[Data records]
———
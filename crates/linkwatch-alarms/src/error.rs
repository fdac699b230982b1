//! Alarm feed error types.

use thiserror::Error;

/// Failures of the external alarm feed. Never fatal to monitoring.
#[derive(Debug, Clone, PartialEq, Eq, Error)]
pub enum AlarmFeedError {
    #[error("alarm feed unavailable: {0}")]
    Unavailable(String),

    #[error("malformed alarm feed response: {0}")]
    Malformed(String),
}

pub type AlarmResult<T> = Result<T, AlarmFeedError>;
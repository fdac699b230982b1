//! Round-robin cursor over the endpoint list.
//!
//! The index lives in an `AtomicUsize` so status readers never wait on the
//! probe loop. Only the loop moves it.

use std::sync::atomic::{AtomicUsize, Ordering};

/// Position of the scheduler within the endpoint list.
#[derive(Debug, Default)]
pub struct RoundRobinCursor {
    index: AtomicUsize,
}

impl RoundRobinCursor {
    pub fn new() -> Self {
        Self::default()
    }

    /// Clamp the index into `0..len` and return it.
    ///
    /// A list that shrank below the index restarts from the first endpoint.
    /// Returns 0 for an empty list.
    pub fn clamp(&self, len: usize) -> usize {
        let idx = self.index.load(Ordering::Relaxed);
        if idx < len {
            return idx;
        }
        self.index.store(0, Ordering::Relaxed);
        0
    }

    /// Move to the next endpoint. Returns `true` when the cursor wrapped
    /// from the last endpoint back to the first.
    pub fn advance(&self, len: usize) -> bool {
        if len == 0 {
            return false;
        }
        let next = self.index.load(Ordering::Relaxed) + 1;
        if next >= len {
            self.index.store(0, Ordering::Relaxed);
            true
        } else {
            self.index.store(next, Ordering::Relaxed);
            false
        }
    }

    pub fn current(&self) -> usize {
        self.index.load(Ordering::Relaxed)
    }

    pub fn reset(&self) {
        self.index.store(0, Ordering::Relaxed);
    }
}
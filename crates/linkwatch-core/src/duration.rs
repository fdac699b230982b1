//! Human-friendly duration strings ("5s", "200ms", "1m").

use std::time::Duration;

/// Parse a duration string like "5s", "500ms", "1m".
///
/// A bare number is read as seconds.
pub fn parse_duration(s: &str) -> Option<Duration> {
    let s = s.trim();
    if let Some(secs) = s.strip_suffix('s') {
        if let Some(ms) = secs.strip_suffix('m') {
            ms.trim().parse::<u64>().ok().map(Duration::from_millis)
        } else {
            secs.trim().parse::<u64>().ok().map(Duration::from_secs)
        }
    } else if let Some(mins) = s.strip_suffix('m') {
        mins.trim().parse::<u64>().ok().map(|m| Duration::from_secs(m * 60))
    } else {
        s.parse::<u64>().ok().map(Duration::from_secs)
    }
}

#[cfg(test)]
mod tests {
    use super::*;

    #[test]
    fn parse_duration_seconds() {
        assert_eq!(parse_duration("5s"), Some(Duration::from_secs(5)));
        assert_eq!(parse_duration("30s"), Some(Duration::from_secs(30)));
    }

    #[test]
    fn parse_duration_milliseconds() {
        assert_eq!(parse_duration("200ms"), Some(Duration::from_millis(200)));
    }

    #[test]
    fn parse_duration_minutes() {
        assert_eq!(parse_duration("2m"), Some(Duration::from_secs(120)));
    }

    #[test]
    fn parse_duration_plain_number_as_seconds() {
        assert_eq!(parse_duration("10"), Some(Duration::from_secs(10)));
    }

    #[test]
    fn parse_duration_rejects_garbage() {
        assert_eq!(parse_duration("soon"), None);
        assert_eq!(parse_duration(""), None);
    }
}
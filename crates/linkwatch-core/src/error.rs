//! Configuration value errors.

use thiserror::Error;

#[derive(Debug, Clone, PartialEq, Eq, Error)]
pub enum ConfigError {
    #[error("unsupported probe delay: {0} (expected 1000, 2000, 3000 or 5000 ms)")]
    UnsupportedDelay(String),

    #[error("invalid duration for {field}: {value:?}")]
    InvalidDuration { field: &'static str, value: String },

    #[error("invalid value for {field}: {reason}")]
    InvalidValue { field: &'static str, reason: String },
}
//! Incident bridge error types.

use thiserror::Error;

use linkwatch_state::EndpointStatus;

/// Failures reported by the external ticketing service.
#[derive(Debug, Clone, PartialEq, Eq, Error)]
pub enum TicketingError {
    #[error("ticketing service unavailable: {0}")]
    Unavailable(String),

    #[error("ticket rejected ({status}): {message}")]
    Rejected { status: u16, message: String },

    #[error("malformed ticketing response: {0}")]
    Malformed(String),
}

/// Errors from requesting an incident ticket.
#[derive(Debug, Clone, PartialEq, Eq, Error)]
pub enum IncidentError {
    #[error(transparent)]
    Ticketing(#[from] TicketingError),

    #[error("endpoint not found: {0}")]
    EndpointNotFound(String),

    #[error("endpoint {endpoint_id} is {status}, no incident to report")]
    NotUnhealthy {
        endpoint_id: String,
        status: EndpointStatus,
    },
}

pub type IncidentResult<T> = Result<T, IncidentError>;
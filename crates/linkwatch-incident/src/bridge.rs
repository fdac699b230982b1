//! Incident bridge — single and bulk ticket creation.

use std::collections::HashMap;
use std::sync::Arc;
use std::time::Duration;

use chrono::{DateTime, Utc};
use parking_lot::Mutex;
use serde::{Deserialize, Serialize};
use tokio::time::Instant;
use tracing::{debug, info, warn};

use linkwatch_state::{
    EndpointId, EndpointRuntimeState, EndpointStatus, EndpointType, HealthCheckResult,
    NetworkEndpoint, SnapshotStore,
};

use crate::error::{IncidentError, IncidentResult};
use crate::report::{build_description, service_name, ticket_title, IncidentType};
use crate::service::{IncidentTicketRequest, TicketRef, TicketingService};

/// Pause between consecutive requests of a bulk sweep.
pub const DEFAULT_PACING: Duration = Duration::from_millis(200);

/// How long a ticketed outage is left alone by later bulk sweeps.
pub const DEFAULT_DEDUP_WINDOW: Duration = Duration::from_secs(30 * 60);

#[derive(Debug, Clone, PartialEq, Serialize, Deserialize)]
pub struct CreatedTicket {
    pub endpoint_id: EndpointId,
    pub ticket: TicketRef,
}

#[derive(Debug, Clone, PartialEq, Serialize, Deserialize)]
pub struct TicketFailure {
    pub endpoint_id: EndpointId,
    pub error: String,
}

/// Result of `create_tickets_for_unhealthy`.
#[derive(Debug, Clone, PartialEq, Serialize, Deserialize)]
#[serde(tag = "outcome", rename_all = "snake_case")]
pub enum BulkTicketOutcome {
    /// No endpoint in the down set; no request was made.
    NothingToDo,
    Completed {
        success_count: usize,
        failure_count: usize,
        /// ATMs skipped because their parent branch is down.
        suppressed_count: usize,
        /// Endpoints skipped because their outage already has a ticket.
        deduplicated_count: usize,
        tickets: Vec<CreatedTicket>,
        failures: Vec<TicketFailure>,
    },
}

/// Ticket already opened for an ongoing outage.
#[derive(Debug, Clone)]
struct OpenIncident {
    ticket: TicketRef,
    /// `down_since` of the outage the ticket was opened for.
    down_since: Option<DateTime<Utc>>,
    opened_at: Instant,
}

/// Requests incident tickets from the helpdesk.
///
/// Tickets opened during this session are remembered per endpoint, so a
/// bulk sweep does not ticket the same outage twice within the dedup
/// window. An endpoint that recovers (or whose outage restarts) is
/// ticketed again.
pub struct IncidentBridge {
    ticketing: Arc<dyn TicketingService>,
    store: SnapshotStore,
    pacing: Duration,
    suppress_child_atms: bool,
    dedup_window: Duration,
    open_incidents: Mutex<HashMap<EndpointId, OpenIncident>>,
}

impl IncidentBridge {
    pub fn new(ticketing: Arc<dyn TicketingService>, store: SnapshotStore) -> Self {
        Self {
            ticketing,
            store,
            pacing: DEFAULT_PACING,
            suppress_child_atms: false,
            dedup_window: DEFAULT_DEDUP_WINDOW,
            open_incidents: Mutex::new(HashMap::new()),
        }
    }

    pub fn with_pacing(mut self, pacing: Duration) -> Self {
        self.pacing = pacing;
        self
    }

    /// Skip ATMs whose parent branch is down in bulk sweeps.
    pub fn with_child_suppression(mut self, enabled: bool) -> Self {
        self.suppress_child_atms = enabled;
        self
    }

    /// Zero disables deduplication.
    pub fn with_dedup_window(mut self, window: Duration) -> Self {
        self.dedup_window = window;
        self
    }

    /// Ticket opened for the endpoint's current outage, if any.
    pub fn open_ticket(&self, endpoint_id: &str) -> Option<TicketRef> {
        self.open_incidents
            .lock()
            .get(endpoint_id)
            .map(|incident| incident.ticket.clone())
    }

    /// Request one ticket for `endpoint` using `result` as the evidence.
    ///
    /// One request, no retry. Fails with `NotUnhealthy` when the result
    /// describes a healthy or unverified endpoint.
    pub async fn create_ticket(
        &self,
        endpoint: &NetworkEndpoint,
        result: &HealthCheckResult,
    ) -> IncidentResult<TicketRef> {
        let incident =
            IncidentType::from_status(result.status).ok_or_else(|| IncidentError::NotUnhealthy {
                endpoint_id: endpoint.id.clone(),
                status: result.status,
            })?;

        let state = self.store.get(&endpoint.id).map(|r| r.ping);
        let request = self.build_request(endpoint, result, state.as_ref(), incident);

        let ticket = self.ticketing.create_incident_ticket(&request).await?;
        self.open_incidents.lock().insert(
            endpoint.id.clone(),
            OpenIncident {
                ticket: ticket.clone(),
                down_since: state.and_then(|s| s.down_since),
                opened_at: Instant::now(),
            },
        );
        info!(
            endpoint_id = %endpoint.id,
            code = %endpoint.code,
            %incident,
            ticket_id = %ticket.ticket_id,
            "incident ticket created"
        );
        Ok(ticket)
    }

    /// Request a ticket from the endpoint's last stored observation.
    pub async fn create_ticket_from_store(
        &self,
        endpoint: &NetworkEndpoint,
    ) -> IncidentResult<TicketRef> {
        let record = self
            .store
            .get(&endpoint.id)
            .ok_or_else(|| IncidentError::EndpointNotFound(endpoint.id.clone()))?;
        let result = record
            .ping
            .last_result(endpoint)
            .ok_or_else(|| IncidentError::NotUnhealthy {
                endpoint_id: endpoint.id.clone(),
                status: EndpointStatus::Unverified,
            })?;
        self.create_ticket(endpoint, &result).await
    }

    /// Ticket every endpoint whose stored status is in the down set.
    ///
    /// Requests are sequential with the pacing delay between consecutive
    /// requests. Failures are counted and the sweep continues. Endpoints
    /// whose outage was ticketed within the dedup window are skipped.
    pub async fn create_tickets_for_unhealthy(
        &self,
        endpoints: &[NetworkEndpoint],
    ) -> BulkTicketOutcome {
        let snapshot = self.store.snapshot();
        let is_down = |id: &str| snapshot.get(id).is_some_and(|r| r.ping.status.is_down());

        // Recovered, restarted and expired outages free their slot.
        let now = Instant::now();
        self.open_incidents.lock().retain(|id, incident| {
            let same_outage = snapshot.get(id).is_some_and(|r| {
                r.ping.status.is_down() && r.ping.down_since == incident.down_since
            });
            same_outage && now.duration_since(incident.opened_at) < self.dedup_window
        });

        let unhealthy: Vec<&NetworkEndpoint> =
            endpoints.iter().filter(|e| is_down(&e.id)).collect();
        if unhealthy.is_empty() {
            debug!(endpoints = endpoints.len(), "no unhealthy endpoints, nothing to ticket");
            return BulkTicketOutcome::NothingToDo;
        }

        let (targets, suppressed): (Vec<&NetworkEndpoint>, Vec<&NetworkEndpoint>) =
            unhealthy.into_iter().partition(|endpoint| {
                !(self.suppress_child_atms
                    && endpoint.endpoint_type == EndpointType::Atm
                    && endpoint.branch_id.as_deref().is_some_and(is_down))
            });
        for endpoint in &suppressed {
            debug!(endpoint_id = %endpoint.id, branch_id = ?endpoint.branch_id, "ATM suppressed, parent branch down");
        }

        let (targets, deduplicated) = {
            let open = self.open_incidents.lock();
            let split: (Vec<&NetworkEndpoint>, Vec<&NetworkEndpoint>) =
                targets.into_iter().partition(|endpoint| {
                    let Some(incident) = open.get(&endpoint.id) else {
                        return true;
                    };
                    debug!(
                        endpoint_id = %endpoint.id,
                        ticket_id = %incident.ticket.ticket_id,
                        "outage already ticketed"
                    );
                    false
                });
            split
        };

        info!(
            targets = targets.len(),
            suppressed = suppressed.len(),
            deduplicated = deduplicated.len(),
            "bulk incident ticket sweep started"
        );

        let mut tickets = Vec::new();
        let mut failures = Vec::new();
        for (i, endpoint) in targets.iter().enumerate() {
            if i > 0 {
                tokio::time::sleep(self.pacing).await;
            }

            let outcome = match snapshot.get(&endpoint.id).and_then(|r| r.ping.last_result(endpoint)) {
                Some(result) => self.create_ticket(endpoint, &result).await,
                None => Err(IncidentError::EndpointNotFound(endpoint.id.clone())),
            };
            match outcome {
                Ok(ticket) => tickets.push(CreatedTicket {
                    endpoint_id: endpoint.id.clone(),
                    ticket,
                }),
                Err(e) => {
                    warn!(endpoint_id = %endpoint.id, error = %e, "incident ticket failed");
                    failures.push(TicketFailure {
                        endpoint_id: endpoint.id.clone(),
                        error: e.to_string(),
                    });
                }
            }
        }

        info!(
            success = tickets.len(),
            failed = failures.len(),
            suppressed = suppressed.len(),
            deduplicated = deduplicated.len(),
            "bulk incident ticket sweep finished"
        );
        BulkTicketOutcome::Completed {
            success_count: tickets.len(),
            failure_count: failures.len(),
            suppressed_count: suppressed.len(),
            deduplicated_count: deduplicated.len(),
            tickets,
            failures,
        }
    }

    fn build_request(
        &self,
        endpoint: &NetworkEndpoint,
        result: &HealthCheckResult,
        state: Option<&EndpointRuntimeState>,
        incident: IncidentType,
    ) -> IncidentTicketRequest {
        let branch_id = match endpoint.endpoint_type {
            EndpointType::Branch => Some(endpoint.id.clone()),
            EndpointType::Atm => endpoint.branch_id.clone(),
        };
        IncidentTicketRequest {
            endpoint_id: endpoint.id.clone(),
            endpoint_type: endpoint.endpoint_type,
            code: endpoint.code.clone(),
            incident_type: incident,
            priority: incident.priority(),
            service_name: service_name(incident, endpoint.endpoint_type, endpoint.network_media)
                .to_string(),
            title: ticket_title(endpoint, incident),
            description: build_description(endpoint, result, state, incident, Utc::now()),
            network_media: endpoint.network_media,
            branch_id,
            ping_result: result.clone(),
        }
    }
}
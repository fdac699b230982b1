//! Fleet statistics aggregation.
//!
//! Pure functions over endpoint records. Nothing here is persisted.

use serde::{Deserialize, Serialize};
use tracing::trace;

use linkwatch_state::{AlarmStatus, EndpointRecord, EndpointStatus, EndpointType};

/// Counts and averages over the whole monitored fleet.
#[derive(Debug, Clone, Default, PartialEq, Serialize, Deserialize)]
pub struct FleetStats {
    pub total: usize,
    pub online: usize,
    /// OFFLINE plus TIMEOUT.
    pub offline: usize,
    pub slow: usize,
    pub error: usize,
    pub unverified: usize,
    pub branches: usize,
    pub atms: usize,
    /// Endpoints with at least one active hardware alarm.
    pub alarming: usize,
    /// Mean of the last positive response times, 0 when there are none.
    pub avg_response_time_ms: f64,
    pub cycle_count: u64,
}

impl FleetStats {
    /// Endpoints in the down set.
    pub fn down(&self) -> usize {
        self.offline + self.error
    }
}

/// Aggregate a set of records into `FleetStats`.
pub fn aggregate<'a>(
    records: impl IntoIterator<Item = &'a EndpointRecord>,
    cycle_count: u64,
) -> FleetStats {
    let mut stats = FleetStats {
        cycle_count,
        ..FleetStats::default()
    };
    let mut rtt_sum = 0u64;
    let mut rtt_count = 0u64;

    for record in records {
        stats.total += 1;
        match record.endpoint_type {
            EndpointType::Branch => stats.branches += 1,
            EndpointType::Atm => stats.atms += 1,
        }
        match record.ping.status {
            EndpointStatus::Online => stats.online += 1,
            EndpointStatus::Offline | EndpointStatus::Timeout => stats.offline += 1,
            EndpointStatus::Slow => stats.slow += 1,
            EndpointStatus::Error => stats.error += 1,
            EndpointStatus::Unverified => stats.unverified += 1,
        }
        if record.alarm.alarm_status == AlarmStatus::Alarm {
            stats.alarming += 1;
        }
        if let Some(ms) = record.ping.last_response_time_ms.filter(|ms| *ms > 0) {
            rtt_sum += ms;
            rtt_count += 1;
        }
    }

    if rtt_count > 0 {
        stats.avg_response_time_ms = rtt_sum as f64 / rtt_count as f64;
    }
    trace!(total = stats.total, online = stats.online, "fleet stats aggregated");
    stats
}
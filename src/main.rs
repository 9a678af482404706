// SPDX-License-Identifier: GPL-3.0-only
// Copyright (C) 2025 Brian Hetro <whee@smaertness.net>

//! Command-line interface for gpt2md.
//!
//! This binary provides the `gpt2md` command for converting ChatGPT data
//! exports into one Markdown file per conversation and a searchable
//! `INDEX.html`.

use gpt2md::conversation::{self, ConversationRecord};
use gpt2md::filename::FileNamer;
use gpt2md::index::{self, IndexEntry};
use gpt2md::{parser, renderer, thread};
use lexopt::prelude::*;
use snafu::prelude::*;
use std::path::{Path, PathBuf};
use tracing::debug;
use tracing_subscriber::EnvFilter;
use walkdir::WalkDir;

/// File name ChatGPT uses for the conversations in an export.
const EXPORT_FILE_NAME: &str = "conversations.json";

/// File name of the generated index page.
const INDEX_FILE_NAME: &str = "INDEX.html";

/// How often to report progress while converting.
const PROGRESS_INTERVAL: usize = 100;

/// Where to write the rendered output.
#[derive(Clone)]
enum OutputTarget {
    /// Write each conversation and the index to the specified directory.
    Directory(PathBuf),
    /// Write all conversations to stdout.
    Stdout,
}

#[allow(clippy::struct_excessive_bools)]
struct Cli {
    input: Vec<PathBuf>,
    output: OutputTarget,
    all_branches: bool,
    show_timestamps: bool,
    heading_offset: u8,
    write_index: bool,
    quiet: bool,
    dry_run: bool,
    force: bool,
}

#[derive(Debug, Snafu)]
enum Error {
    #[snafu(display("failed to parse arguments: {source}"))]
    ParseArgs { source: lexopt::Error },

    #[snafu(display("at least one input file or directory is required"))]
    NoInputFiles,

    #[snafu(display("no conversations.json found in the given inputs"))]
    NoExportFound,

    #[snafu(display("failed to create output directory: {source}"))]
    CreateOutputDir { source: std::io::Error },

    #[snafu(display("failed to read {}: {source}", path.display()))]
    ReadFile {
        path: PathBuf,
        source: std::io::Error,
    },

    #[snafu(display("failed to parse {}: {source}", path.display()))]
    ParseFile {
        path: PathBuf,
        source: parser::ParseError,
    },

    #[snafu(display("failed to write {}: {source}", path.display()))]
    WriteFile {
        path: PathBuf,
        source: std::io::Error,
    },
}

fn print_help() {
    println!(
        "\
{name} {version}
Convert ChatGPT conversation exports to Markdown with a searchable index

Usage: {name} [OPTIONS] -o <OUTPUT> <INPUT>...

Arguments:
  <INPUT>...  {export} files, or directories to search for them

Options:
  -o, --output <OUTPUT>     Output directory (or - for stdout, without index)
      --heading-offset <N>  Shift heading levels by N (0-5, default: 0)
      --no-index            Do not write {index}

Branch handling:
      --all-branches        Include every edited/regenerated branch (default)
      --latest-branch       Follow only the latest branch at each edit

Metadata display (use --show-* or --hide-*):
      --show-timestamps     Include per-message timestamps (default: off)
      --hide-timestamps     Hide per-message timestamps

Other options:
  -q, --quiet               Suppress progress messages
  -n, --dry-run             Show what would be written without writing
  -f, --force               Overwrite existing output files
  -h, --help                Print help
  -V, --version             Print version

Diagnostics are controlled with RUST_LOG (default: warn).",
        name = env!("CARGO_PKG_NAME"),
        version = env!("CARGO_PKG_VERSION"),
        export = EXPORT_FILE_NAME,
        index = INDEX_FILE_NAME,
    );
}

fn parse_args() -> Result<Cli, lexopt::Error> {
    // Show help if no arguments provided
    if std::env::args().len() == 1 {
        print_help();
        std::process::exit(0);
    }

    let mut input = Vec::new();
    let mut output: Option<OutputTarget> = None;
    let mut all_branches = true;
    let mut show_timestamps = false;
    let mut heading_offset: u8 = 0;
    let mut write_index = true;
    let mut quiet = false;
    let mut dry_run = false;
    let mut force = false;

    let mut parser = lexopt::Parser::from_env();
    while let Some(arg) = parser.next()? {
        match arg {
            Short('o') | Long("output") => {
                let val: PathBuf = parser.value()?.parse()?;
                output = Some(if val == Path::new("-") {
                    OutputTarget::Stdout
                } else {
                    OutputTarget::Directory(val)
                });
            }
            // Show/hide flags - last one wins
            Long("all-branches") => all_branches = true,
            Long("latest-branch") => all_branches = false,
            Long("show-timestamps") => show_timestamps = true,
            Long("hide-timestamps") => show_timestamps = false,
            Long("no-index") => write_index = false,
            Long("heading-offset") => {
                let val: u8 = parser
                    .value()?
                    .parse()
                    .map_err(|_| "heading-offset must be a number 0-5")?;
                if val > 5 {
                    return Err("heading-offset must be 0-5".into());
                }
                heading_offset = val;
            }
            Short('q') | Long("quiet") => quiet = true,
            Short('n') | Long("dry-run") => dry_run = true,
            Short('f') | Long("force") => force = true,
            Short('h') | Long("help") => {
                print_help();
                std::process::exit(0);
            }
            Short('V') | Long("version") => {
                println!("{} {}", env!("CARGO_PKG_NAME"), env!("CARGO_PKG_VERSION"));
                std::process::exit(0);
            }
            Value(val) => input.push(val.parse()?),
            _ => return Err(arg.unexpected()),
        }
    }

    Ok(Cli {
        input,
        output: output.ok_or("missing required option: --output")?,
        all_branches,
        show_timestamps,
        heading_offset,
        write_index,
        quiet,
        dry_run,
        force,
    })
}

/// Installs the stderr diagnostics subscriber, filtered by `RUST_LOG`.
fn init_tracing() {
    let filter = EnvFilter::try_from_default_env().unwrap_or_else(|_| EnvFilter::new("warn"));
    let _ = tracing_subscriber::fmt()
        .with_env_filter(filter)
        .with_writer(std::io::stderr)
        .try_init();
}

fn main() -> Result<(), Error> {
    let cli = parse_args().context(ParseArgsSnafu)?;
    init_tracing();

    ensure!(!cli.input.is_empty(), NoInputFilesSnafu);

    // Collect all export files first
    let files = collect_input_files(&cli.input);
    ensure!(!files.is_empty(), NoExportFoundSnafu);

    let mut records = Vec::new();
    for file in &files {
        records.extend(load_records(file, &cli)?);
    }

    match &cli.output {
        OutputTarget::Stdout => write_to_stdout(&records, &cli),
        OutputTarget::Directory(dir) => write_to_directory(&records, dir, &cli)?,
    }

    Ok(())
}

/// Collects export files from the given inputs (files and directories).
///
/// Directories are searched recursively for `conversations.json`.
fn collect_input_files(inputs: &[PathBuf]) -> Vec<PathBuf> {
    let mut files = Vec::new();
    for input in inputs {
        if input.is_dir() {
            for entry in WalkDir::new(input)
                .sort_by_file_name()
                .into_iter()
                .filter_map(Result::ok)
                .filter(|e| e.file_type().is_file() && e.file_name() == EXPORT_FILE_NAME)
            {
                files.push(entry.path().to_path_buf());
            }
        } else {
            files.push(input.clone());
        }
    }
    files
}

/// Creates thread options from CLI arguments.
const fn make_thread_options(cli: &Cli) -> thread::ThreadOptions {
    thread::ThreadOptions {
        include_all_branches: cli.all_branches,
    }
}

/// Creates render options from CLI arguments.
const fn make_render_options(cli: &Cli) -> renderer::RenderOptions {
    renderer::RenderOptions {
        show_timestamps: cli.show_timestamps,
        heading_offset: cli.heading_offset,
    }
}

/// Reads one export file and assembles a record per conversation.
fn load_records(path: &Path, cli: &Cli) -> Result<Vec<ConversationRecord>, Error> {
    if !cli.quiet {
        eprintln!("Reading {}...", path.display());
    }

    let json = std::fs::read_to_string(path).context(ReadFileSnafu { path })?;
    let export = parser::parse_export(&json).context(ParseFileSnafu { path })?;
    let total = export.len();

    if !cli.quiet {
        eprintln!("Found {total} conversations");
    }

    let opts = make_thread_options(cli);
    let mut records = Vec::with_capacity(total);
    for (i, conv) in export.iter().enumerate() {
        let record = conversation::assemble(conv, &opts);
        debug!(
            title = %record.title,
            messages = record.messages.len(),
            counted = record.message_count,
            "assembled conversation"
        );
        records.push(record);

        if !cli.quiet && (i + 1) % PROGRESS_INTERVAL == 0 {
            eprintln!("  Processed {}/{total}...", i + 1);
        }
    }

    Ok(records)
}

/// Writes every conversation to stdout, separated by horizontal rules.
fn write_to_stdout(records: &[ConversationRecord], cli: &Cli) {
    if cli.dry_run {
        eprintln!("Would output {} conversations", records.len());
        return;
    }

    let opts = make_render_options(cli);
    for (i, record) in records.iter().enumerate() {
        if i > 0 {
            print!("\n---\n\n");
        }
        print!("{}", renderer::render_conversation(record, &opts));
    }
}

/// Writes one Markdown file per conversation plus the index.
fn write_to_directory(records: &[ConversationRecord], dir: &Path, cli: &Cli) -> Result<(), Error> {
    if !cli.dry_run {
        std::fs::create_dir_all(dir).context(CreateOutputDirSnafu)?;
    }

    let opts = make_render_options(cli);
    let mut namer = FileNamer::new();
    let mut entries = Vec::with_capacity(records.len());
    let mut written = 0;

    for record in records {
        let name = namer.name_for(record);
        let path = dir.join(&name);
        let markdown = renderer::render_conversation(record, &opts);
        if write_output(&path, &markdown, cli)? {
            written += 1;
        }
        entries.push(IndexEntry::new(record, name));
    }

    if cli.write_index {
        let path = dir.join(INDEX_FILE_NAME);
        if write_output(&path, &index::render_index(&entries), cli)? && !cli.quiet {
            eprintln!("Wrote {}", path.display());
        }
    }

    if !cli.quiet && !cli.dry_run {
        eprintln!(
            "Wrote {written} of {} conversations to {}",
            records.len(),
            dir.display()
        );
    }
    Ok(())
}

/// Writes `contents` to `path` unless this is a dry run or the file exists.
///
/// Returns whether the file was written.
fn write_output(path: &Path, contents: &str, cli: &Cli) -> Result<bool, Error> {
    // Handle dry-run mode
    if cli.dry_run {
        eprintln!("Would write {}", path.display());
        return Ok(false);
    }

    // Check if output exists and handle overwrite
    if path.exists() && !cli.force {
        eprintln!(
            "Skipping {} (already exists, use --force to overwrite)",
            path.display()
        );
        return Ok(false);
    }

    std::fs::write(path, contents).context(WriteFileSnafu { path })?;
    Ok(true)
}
———
Task: Give the number of lines in the entries above that include the word "each", and nothing more.

Expected answer: 2